EXTRACTED INFORMATION -
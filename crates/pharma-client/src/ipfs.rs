//! # Content-Addressed Upload Client
//!
//! Pins byte payloads to an IPFS-compatible store through its HTTP `add`
//! endpoint and builds public retrieval links.
//!
//! ## API Path Convention
//!
//! | Purpose | URL |
//! |---------|-----|
//! | Upload | `POST {api}/api/v0/add` (multipart field `file`) |
//! | Retrieval link | `{gateway}/ipfs/{cid}` |
//!
//! The returned identifier is handed on opaquely. It is not re-fetched or
//! checked for retrievability before use.

use async_trait::async_trait;
use pharma_core::ContentId;
use serde::Deserialize;
use url::Url;

use crate::error::StoreError;

/// A content-addressed object store.
#[async_trait]
pub trait ContentStore: Send + Sync {
    /// Pin `bytes` and return their identifier.
    async fn upload(&self, bytes: Vec<u8>) -> Result<ContentId, StoreError>;

    /// Public link under which `cid` is retrievable.
    fn retrieval_link(&self, cid: &ContentId) -> String;
}

/// Client for the IPFS HTTP API.
#[derive(Debug, Clone)]
pub struct IpfsClient {
    http: reqwest::Client,
    api_url: Url,
    gateway_url: Url,
}

#[derive(Debug, Deserialize)]
struct AddResponse {
    #[serde(rename = "Hash")]
    hash: String,
}

impl IpfsClient {
    pub fn new(http: reqwest::Client, api_url: Url, gateway_url: Url) -> Self {
        Self {
            http,
            api_url,
            gateway_url,
        }
    }

    fn add_endpoint(&self) -> String {
        format!("{}/api/v0/add", self.api_url.as_str().trim_end_matches('/'))
    }
}

#[async_trait]
impl ContentStore for IpfsClient {
    async fn upload(&self, bytes: Vec<u8>) -> Result<ContentId, StoreError> {
        if bytes.is_empty() {
            return Err(StoreError::InvalidPayload("payload is empty".to_string()));
        }
        let endpoint = self.add_endpoint();
        let size = bytes.len();
        tracing::debug!(endpoint = %endpoint, size, "uploading to content store");

        let part = reqwest::multipart::Part::bytes(bytes).file_name("payload");
        let form = reqwest::multipart::Form::new().part("file", part);

        let resp = self
            .http
            .post(&endpoint)
            .multipart(form)
            .send()
            .await
            .map_err(|e| StoreError::Unreachable {
                endpoint: endpoint.clone(),
                reason: e.to_string(),
            })?;

        let status = resp.status();
        let body = resp.text().await.map_err(|e| StoreError::Unreachable {
            endpoint: endpoint.clone(),
            reason: e.to_string(),
        })?;

        if status.is_client_error() {
            return Err(StoreError::InvalidPayload(format!("{status}: {body}")));
        }
        if !status.is_success() {
            return Err(StoreError::Unreachable {
                endpoint,
                reason: format!("{status}: {body}"),
            });
        }

        // `add` streams one JSON object per line; the last names the root.
        let line = body
            .lines()
            .rev()
            .find(|l| !l.trim().is_empty())
            .ok_or_else(|| StoreError::Malformed {
                endpoint: endpoint.clone(),
                reason: "empty response body".to_string(),
            })?;
        let parsed: AddResponse = serde_json::from_str(line).map_err(|e| StoreError::Malformed {
            endpoint: endpoint.clone(),
            reason: e.to_string(),
        })?;
        let cid = ContentId::new(parsed.hash).map_err(|e| StoreError::Malformed {
            endpoint,
            reason: e.to_string(),
        })?;

        tracing::info!(cid = %cid, size, "content pinned");
        Ok(cid)
    }

    fn retrieval_link(&self, cid: &ContentId) -> String {
        retrieval_link(&self.gateway_url, cid)
    }
}

/// `{gateway}/ipfs/{cid}`, without a doubled slash.
pub fn retrieval_link(gateway: &Url, cid: &ContentId) -> String {
    format!("{}/ipfs/{}", gateway.as_str().trim_end_matches('/'), cid)
}

#[cfg(test)]
mod tests {
    use super::*;

    #[test]
    fn link_shape() {
        let gateway: Url = "http://127.0.0.1:8080".parse().unwrap();
        let cid = ContentId::new("QmYwAPJzv5CZsnA625s3Xf2nemtYgPpHdWEz79ojWnPbdG").unwrap();
        assert_eq!(
            retrieval_link(&gateway, &cid),
            "http://127.0.0.1:8080/ipfs/QmYwAPJzv5CZsnA625s3Xf2nemtYgPpHdWEz79ojWnPbdG"
        );
    }

    #[test]
    fn add_endpoint_joins_cleanly() {
        let c = IpfsClient::new(
            reqwest::Client::new(),
            "http://localhost:5001/".parse().unwrap(),
            "http://localhost:8080".parse().unwrap(),
        );
        assert_eq!(c.add_endpoint(), "http://localhost:5001/api/v0/add");
    }

    #[tokio::test]
    async fn empty_payload_is_rejected_without_network() {
        let c = IpfsClient::new(
            reqwest::Client::new(),
            "http://127.0.0.1:1".parse().unwrap(),
            "http://127.0.0.1:1".parse().unwrap(),
        );
        assert!(matches!(c.upload(vec![]).await, Err(StoreError::InvalidPayload(_))));
    }
}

ACTIVITY -
Each line above from the one with "a doubled slash." up to and including the one with "let gateway: Url" must be set down exactly, and no line outside that span may appear.

EXERCISE ANSWER -
/// `{gateway}/ipfs/{cid}`, without a doubled slash.
pub fn retrieval_link(gateway: &Url, cid: &ContentId) -> String {
    format!("{}/ipfs/{}", gateway.as_str().trim_end_matches('/'), cid)
}

#[cfg(test)]
mod tests {
    use super::*;

    #[test]
    fn link_shape() {
        let gateway: Url = "http://127.0.0.1:8080".parse().unwrap();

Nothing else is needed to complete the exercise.